First Data Corp., which processes about half of all U.S. card spending, recently identified a trend: debit spending again overtook that of credit cards in a pattern that crisscrossed over the previous 18 months.
Now another trend is emerging: PIN-debit use is growing much faster than signature debit and credit, according to data from the Atlanta-based processor.
In last year's fourth quarter, the combined signature debit and credit volume processed through First Data grew by about 3.1% year over year, compared with about 2.7% for PIN-debit. But during this year's first quarter, PIN-debit volume jumped by about 8.2%, compared with about 5.2% for credit and signature debit.

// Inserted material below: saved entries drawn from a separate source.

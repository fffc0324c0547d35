//! The virtual host: command surface of the broker.
//!
//! Every exchange and queue name given to a command is prefixed with the virtual host
//! name before lookup. Commands return `Ok(false)` when the request is invalid (bad key,
//! missing entity, duplicate binding) and `Err` when storage fails underneath them.
//!
//! Durable definitions reach the disk before the in-memory index, so memory never
//! claims a durable entity the disk does not have.

use crate::config::BrokerConfig;
use crate::consumer::ConsumerManager;
use crate::index::MemoryIndex;
use crate::metrics::BrokerMetrics;
use crate::model::{
    Arguments, BasicProperties, Binding, Consumer, ConsumerEnv, Exchange, ExchangeType, Message,
    MsgQueue,
};
use crate::router;
use crate::storage::{self, DiskStore};
use crate::{RelaymqError, Result};
use bytes::Bytes;
use std::sync::Arc;
use tracing::{debug, info, warn};

/// State shared between the command path and the delivery workers
pub(crate) struct HostState {
    pub(crate) index: MemoryIndex,
    pub(crate) disk: DiskStore,
    pub(crate) metrics: Arc<BrokerMetrics>,
}

impl HostState {
    /// Removes an acknowledged message from disk (when it was written there), from the
    /// message index and from the queue's unacknowledged set.
    ///
    /// Only a message delivered from `queue_name` and not yet acknowledged can be acked.
    pub(crate) fn acknowledge(&self, queue_name: &str, message_id: &str) -> Result<bool> {
        let Some(queue) = self.index.get_queue(queue_name) else {
            warn!("Ack for unknown queue {}", queue_name);
            return Ok(false);
        };
        let Some(message) = self.index.remove_unacked(queue_name, message_id) else {
            warn!(
                "Ack for message {} which is not awaiting ack in queue {}",
                message_id, queue_name
            );
            return Ok(false);
        };

        if message.is_persistent() && queue.durable {
            match self.disk.delete_message(queue_name, &message) {
                Ok(true) => self.metrics.record_compaction(),
                Ok(false) => {}
                Err(e) => {
                    self.index.add_unacked(queue_name, message);
                    return Err(e);
                }
            }
        }
        self.index.remove_message(message_id);
        self.metrics.record_ack();

        debug!("Acknowledged message {} in queue {}", message_id, queue_name);
        Ok(true)
    }
}

pub struct VirtualHost {
    name: String,
    state: Arc<HostState>,
    consumers: ConsumerManager,
}

impl VirtualHost {
    /// Opens the data directory, rebuilds state from it and starts consumer dispatch
    pub fn open(config: &BrokerConfig) -> Result<Self> {
        Self::open_with_metrics(config, Arc::new(BrokerMetrics::new()))
    }

    pub fn open_with_metrics(config: &BrokerConfig, metrics: Arc<BrokerMetrics>) -> Result<Self> {
        config.validate().map_err(RelaymqError::Config)?;

        let disk = DiskStore::open(config)?;
        let index = MemoryIndex::new();
        index.recover(&disk)?;

        let state = Arc::new(HostState {
            index,
            disk,
            metrics,
        });
        let consumers = ConsumerManager::new(Arc::clone(&state), config.worker_threads)?;

        info!(
            "Virtual host {} ready with data in {}",
            config.virtual_host, config.data_dir
        );
        Ok(Self {
            name: config.virtual_host.clone(),
            state,
            consumers,
        })
    }

    pub fn name(&self) -> &str {
        &self.name
    }

    /// Internal name of a user-visible exchange or queue name
    pub fn qualify(&self, name: &str) -> String {
        format!("{}{}", self.name, name)
    }

    pub fn index(&self) -> &MemoryIndex {
        &self.state.index
    }

    pub fn disk(&self) -> &DiskStore {
        &self.state.disk
    }

    pub fn metrics(&self) -> Arc<BrokerMetrics> {
        Arc::clone(&self.state.metrics)
    }

    pub fn exchange_declare(
        &self,
        exchange_name: &str,
        exchange_type: ExchangeType,
        durable: bool,
        auto_delete: bool,
        arguments: Arguments,
    ) -> Result<bool> {
        let exchange_name = self.qualify(exchange_name);
        let index = &self.state.index;
        let _guard = index.lock_exchanges();

        if index.get_exchange(&exchange_name).is_some() {
            debug!("Exchange {} already exists", exchange_name);
            return Ok(true);
        }

        let exchange = Exchange {
            name: exchange_name,
            exchange_type,
            durable,
            auto_delete,
            arguments,
        };
        if durable {
            self.state.disk.insert_exchange(&exchange)?;
        }
        let exchange = index.insert_exchange(exchange);
        info!("Declared {} exchange {}", exchange.exchange_type, exchange.name);
        Ok(true)
    }

    pub fn exchange_delete(&self, exchange_name: &str) -> Result<bool> {
        let exchange_name = self.qualify(exchange_name);
        let index = &self.state.index;
        let _guard = index.lock_exchanges();

        let Some(exchange) = index.get_exchange(&exchange_name) else {
            warn!("Cannot delete missing exchange {}", exchange_name);
            return Ok(false);
        };
        if exchange.durable {
            self.state.disk.delete_exchange(&exchange_name)?;
        }
        index.delete_exchange(&exchange_name);
        info!("Deleted exchange {}", exchange_name);
        Ok(true)
    }

    pub fn queue_declare(
        &self,
        queue_name: &str,
        durable: bool,
        exclusive: bool,
        auto_delete: bool,
        arguments: Arguments,
    ) -> Result<bool> {
        let queue_name = self.qualify(queue_name);
        if !storage::is_safe_queue_name(&queue_name) {
            warn!("Queue name {:?} cannot name a log directory", queue_name);
            return Ok(false);
        }
        let index = &self.state.index;
        let _guard = index.lock_queues();

        if index.get_queue(&queue_name).is_some() {
            debug!("Queue {} already exists", queue_name);
            return Ok(true);
        }

        let queue = MsgQueue::new(queue_name, durable, exclusive, auto_delete, arguments);
        if durable {
            self.state.disk.insert_queue(&queue)?;
        }
        let queue = index.insert_queue(queue);
        info!(
            "Declared {} queue {}",
            if queue.durable { "durable" } else { "transient" },
            queue.name
        );
        Ok(true)
    }

    pub fn queue_delete(&self, queue_name: &str) -> Result<bool> {
        let queue_name = self.qualify(queue_name);
        let index = &self.state.index;
        let _guard = index.lock_queues();

        let Some(queue) = index.get_queue(&queue_name) else {
            warn!("Cannot delete missing queue {}", queue_name);
            return Ok(false);
        };
        if queue.durable {
            self.state.disk.delete_queue(&queue_name)?;
        }
        index.delete_queue(&queue_name);
        info!("Deleted queue {}", queue_name);
        Ok(true)
    }

    pub fn queue_bind(
        &self,
        queue_name: &str,
        exchange_name: &str,
        binding_key: &str,
    ) -> Result<bool> {
        let queue_name = self.qualify(queue_name);
        let exchange_name = self.qualify(exchange_name);
        let index = &self.state.index;
        let (_exchanges, _queues) = index.lock_exchanges_then_queues();

        if index.get_binding(&exchange_name, &queue_name).is_some() {
            warn!("Binding {} -> {} already exists", exchange_name, queue_name);
            return Ok(false);
        }
        if !router::check_binding_key(binding_key) {
            warn!("Invalid binding key {:?}", binding_key);
            return Ok(false);
        }
        let Some(queue) = index.get_queue(&queue_name) else {
            warn!("Cannot bind missing queue {}", queue_name);
            return Ok(false);
        };
        let Some(exchange) = index.get_exchange(&exchange_name) else {
            warn!("Cannot bind to missing exchange {}", exchange_name);
            return Ok(false);
        };

        let binding = Binding {
            exchange_name,
            queue_name,
            binding_key: binding_key.to_string(),
        };
        if queue.durable && exchange.durable {
            self.state.disk.insert_binding(&binding)?;
        }
        match index.insert_binding_if_absent(binding) {
            Ok(()) => {
                info!(
                    "Bound queue {} to exchange {} with key {:?}",
                    queue.name, exchange.name, binding_key
                );
                Ok(true)
            }
            Err(RelaymqError::BindingExists { exchange, queue }) => {
                warn!("Binding {} -> {} already exists", exchange, queue);
                Ok(false)
            }
            Err(e) => Err(e),
        }
    }

    pub fn queue_unbind(&self, queue_name: &str, exchange_name: &str) -> Result<bool> {
        let queue_name = self.qualify(queue_name);
        let exchange_name = self.qualify(exchange_name);
        let index = &self.state.index;
        let (_exchanges, _queues) = index.lock_exchanges_then_queues();

        if index.get_binding(&exchange_name, &queue_name).is_none() {
            warn!(
                "Cannot unbind missing binding {} -> {}",
                exchange_name, queue_name
            );
            return Ok(false);
        }
        self.state.disk.delete_binding(&exchange_name, &queue_name)?;
        index.delete_binding(&exchange_name, &queue_name);
        info!("Unbound queue {} from exchange {}", queue_name, exchange_name);
        Ok(true)
    }

    /// Routes a message through the exchange.
    ///
    /// Succeeds even when no queue receives the message; only an invalid routing key or
    /// a missing exchange fails.
    pub fn basic_publish(
        &self,
        exchange_name: &str,
        routing_key: &str,
        properties: Option<BasicProperties>,
        body: impl Into<Bytes>,
    ) -> Result<bool> {
        let exchange_name = self.qualify(exchange_name);
        if !router::check_routing_key(routing_key) {
            warn!("Invalid routing key {:?}", routing_key);
            return Ok(false);
        }
        let Some(exchange) = self.state.index.get_exchange(&exchange_name) else {
            warn!("Cannot publish to missing exchange {}", exchange_name);
            return Ok(false);
        };
        let body = body.into();
        self.state.metrics.record_published();

        match exchange.exchange_type {
            ExchangeType::Direct => {
                let queue_name = self.qualify(routing_key);
                match self.state.index.get_queue(&queue_name) {
                    Some(queue) => {
                        self.send_message(&queue, Message::new(routing_key, properties, body))?;
                    }
                    None => debug!(
                        "No queue {} behind direct exchange {}, message dropped",
                        queue_name, exchange_name
                    ),
                }
            }
            ExchangeType::Fanout | ExchangeType::Topic => {
                for binding in self.state.index.get_bindings(&exchange_name) {
                    let Some(queue) = self.state.index.get_queue(&binding.queue_name) else {
                        warn!(
                            "Exchange {} is bound to missing queue {}",
                            exchange_name, binding.queue_name
                        );
                        continue;
                    };
                    let message = Message::new(routing_key, properties.clone(), body.clone());
                    if !router::route(exchange.exchange_type, &binding, &message)? {
                        continue;
                    }
                    self.send_message(&queue, message)?;
                }
            }
        }
        Ok(true)
    }

    fn send_message(&self, queue: &MsgQueue, mut message: Message) -> Result<()> {
        if message.is_persistent() && queue.durable {
            self.state.disk.append_message(&queue.name, &mut message)?;
        }
        debug!("Queued message {} on {}", message.id(), queue.name);
        self.state.index.enqueue(&queue.name, Arc::new(message));
        self.state.metrics.record_routed();
        self.consumers.notify(&queue.name)
    }

    /// Subscribes `consumer` to the queue; existing backlog is dispatched right away
    pub fn basic_consume(
        &self,
        consumer_tag: &str,
        queue_name: &str,
        auto_ack: bool,
        consumer: Arc<dyn Consumer>,
    ) -> Result<bool> {
        let queue_name = self.qualify(queue_name);
        let env = ConsumerEnv {
            consumer_tag: consumer_tag.to_string(),
            queue_name: queue_name.clone(),
            auto_ack,
            consumer,
        };
        match self.consumers.add_consumer(env) {
            Ok(()) => {
                info!("Consumer {} subscribed to queue {}", consumer_tag, queue_name);
                Ok(true)
            }
            Err(RelaymqError::QueueNotFound(name)) => {
                warn!("Cannot consume from missing queue {}", name);
                Ok(false)
            }
            Err(e) => Err(e),
        }
    }

    pub fn basic_ack(&self, queue_name: &str, message_id: &str) -> Result<bool> {
        self.state.acknowledge(&self.qualify(queue_name), message_id)
    }

    /// Stops delivering to `consumer_tag` on the queue
    pub fn basic_cancel(&self, queue_name: &str, consumer_tag: &str) -> Result<bool> {
        let queue_name = self.qualify(queue_name);
        let removed = self.consumers.remove_consumer(&queue_name, consumer_tag);
        if removed == 0 {
            warn!("No consumer {} on queue {} to cancel", consumer_tag, queue_name);
            return Ok(false);
        }
        info!("Cancelled consumer {} on queue {}", consumer_tag, queue_name);
        Ok(true)
    }

    /// Removes the consumer tag from every queue, returning how many subscriptions ended
    pub fn cancel_consumer_tag(&self, consumer_tag: &str) -> usize {
        let removed: usize = self
            .state
            .index
            .queues()
            .iter()
            .map(|queue| queue.remove_consumer(consumer_tag))
            .sum();
        if removed > 0 {
            info!("Cancelled {} subscriptions of consumer {}", removed, consumer_tag);
        }
        removed
    }
}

And in the second quarter, First Data reported about 6.4% growth for PIN-debit volume, compared to 2.7% for signature-based debit and credit.
Before August 2011, the share between PIN and signature debit for the previous 18 months had been pretty stable. But in September, PIN debit began to take share away from signature debit, and that momentum continues to grow.

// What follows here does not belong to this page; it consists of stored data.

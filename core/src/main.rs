use clap::Parser;
use relaymq::{BrokerConfig, BrokerServer, RelaymqError, Result};
use std::sync::Arc;
use tokio::signal;
use tracing::{error, info, warn};

/// Command-line flags override `RELAYMQ_*` environment settings, which override defaults
#[derive(Parser, Debug)]
#[command(name = "relaymq")]
#[command(about = "A single-node exchange/queue message broker")]
struct Args {
    #[arg(long)]
    host: Option<String>,

    #[arg(short, long)]
    port: Option<u16>,

    #[arg(long)]
    data_dir: Option<String>,

    #[arg(long)]
    virtual_host: Option<String>,

    /// Consumer delivery pool size
    #[arg(long)]
    worker_threads: Option<usize>,

    #[arg(short, long, default_value = "info")]
    log_level: String,
}

impl Args {
    fn apply(self, mut config: BrokerConfig) -> BrokerConfig {
        if let Some(host) = self.host {
            config.host = host;
        }
        if let Some(port) = self.port {
            config.port = port;
        }
        if let Some(data_dir) = self.data_dir {
            config.data_dir = data_dir;
        }
        if let Some(virtual_host) = self.virtual_host {
            config.virtual_host = virtual_host;
        }
        if let Some(worker_threads) = self.worker_threads {
            config.worker_threads = worker_threads;
        }
        config
    }
}

#[tokio::main]
async fn main() -> Result<()> {
    let args = Args::parse();

    tracing_subscriber::fmt()
        .with_max_level(parse_log_level(&args.log_level))
        .init();

    let config = args.apply(BrokerConfig::from_env()?);
    config.validate().map_err(RelaymqError::Config)?;

    info!("Starting RelayMQ broker on {}", config.bind_address());
    info!("Virtual host: {}", config.virtual_host);
    info!("Data directory: {}", config.data_dir);
    info!("Delivery workers: {}", config.worker_threads);

    let server = Arc::new(BrokerServer::bind(config).await?);

    let run_server = Arc::clone(&server);
    let server_handle = tokio::spawn(async move {
        if let Err(e) = run_server.run().await {
            error!("Server error: {}", e);
        }
    });

    tokio::select! {
        _ = signal::ctrl_c() => {
            info!("Received Ctrl+C, shutting down gracefully...");
            server.shutdown();
        }
        _ = server_handle => {
            info!("Server task completed");
        }
    }

    info!("RelayMQ shut down successfully");
    Ok(())
}

fn parse_log_level(level: &str) -> tracing::Level {
    match level.to_lowercase().as_str() {
        "trace" => tracing::Level::TRACE,
        "debug" => tracing::Level::DEBUG,
        "info" => tracing::Level::INFO,
        "warn" => tracing::Level::WARN,
        "error" => tracing::Level::ERROR,
        _ => {
            warn!("Invalid log level '{}', defaulting to 'info'", level);
            tracing::Level::INFO
        }
    }
}
//! In-process publish/consume example
//!
//! Declares a topic exchange and a queue, subscribes with auto-ack and publishes a few
//! messages. Only keys matching the binding reach the consumer.

use relaymq::{Arguments, BasicProperties, BrokerConfig, Consumer, ExchangeType, VirtualHost};
use std::sync::mpsc;
use std::sync::Arc;
use std::time::Duration;

fn main() -> Result<(), Box<dyn std::error::Error>> {
    let config = BrokerConfig::default().with_data_dir("./relaymq-example-data");
    let vhost = VirtualHost::open(&config)?;

    vhost.exchange_declare("orders", ExchangeType::Topic, false, false, Arguments::new())?;
    vhost.queue_declare("eu-orders", false, false, false, Arguments::new())?;
    vhost.queue_bind("eu-orders", "orders", "order.eu.#")?;

    let (tx, rx) = mpsc::channel();
    let consumer: Arc<dyn Consumer> = Arc::new(
        move |tag: &str, props: &BasicProperties, body: &[u8]| -> relaymq::Result<()> {
            println!(
                "[{}] {} {} => {}",
                tag,
                props.message_id,
                props.routing_key,
                String::from_utf8_lossy(body)
            );
            let _ = tx.send(());
            Ok(())
        },
    );
    vhost.basic_consume("example-consumer", "eu-orders", true, consumer)?;

    let keys = ["order.eu.created", "order.us.created", "order.eu.de.shipped"];
    for key in keys {
        vhost.basic_publish("orders", key, None, format!("payload for {}", key).into_bytes())?;
    }

    // Two of the three keys match the binding
    for _ in 0..2 {
        rx.recv_timeout(Duration::from_secs(5))?;
    }
    println!("Published {} messages", vhost.metrics().snapshot().messages_published);
    Ok(())
}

The effect of the debit-interchange rate cap under the Durbin amendment might be a factor, Rikard Bandebo, an economist and a First Data vice president, said in an interview.
Merchants, especially larger retailers, are devoting more attention to analyzing their payments and routing them more judiciously by steering customers to use their PINs, he said. Issuers, meanwhile, have ended the rewards programs they used to steer customers toward signature payments.
"There is a consumer preference for PIN. It's always been there," Bandebo said.
As for the market share shift to debit card use over credit cards, the exact cause remains a mystery, Bandebo said.
"Durbin may have explained the shift from debit to credit (last year) because of the taking away of debit rewards, but it doesn't say why it went back," he said. "There's still a 'dark matter' out there."
And Bandebo continues to investigate the cause. In a lot of categories, the card choice is based on the size of transaction. "Most of what's driving this is the average size of the ticket in most industries," he said.
Bandebo noted the shift during a presentation at SourceMedia's Card Forum & Expo in May. SourceMedia publishes PaymentsSource.
At first, Bandebo theorized the shift might have related only to certain spending categories. But it didn't.
"The pattern held true across all of them; even travel saw a shift from debit to credit and back again," Bandebo said.
Ticket size plays a role, especially for discretionary or unusual purchases, Bandebo said. For auto maintenance, most consumers would use a debit card to buy a new set of wiper blades — and the same consumers would use a credit card to pay for a new transmission.
With budgeted expenses, such as buying groceries, consumers will stick with their usual buying patterns, Bandebo said. Whatever card they have or generally prefer to use, they use it, regardless of the ticket size, he said.
Credit might again overtake debit in spending share, Bandebo said.
"It may about shift again or flatten out," he said. "We'll have to wait and see how that plays out."